-- Activity --
Write each line exactly as it stands, from the line containing "let sorted = schedule(list);" through the end of the data.
-------- Material for the task
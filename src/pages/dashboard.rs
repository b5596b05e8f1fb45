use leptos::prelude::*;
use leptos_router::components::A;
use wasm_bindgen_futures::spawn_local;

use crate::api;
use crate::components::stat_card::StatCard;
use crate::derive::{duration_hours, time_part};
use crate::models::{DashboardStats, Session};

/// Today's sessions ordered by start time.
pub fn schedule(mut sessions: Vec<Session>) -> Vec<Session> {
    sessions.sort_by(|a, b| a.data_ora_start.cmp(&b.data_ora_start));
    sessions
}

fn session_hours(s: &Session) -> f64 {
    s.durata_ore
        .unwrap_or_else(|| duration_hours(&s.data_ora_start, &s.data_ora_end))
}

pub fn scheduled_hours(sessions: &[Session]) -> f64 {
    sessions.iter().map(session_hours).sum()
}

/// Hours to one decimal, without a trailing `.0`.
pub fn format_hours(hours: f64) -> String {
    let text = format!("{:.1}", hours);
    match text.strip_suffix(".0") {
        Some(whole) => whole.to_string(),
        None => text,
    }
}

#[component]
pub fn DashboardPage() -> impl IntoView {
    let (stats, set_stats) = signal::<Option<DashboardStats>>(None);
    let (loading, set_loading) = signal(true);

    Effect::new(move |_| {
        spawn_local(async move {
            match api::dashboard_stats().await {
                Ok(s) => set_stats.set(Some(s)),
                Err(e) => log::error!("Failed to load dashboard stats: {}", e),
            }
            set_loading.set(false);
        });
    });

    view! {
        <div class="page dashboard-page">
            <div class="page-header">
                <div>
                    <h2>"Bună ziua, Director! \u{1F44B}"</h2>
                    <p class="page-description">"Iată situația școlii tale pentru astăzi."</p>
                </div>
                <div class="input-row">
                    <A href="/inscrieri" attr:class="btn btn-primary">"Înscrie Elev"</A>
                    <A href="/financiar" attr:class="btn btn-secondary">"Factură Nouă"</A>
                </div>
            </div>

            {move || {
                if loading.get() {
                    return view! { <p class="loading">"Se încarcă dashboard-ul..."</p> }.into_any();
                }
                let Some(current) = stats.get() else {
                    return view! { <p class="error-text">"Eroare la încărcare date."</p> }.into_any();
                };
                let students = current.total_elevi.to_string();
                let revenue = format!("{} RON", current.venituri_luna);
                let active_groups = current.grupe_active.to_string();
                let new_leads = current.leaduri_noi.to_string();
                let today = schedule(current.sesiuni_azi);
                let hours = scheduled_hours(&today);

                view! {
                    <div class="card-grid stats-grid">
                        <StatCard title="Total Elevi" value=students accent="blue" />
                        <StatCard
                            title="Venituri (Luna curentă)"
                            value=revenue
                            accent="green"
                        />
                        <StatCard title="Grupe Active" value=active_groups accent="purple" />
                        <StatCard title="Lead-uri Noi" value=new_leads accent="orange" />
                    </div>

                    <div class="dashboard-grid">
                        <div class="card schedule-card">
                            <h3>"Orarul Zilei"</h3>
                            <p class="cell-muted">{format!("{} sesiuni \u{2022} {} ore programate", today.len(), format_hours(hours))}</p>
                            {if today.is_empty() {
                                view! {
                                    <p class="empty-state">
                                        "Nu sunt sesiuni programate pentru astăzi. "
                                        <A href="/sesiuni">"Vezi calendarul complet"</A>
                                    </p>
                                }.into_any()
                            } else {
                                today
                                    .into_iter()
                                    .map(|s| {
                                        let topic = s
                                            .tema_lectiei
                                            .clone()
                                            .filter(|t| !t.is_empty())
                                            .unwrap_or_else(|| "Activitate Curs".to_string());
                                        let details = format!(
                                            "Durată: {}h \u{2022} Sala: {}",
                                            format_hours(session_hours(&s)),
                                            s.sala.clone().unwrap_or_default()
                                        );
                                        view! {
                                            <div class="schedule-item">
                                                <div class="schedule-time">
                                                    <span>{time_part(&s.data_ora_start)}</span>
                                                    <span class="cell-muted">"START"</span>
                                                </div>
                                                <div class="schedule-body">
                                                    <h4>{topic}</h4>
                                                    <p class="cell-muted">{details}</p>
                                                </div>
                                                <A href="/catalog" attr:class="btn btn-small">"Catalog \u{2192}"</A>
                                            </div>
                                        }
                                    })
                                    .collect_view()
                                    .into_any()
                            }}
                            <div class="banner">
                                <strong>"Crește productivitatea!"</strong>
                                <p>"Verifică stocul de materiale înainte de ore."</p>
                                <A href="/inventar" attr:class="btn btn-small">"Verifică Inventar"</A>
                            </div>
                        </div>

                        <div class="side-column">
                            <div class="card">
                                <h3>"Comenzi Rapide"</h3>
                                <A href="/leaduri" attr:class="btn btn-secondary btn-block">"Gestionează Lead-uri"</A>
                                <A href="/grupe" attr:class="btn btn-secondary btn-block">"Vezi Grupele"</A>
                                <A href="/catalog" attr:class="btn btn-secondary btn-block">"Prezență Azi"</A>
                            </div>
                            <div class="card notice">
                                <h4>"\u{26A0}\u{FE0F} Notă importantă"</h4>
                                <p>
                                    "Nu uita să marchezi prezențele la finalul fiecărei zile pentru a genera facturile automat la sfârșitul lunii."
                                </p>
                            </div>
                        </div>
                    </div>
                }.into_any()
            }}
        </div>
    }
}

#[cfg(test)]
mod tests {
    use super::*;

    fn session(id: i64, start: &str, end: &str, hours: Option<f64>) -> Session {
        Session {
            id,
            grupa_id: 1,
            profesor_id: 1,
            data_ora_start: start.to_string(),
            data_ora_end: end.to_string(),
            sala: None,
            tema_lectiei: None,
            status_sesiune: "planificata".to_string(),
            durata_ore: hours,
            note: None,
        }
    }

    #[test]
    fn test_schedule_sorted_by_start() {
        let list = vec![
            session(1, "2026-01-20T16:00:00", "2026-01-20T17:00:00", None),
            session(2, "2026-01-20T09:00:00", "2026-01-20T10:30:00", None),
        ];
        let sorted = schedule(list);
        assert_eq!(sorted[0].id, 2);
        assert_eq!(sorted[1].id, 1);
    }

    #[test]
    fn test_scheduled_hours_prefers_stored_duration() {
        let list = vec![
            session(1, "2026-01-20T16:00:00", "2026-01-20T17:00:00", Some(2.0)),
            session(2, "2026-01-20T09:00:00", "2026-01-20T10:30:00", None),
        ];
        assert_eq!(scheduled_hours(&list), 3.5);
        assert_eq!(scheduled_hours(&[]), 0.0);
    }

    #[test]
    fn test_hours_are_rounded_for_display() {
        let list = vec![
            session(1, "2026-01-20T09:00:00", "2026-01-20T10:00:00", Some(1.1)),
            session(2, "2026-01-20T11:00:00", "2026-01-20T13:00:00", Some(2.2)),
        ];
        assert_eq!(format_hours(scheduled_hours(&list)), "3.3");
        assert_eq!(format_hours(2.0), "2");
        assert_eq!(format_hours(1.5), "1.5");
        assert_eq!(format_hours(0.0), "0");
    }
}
----------------
-- Task response --
        let sorted = schedule(list);
        assert_eq!(sorted[0].id, 2);
        assert_eq!(sorted[1].id, 1);
    }

    #[test]
    fn test_scheduled_hours_prefers_stored_duration() {
        let list = vec![
            session(1, "2026-01-20T16:00:00", "2026-01-20T17:00:00", Some(2.0)),
            session(2, "2026-01-20T09:00:00", "2026-01-20T10:30:00", None),
        ];
        assert_eq!(scheduled_hours(&list), 3.5);
        assert_eq!(scheduled_hours(&[]), 0.0);
    }

    #[test]
    fn test_hours_are_rounded_for_display() {
        let list = vec![
            session(1, "2026-01-20T09:00:00", "2026-01-20T10:00:00", Some(1.1)),
            session(2, "2026-01-20T11:00:00", "2026-01-20T13:00:00", Some(2.2)),
        ];
        assert_eq!(format_hours(scheduled_hours(&list)), "3.3");
        assert_eq!(format_hours(2.0), "2");
        assert_eq!(format_hours(1.5), "1.5");
        assert_eq!(format_hours(0.0), "0");
    }
}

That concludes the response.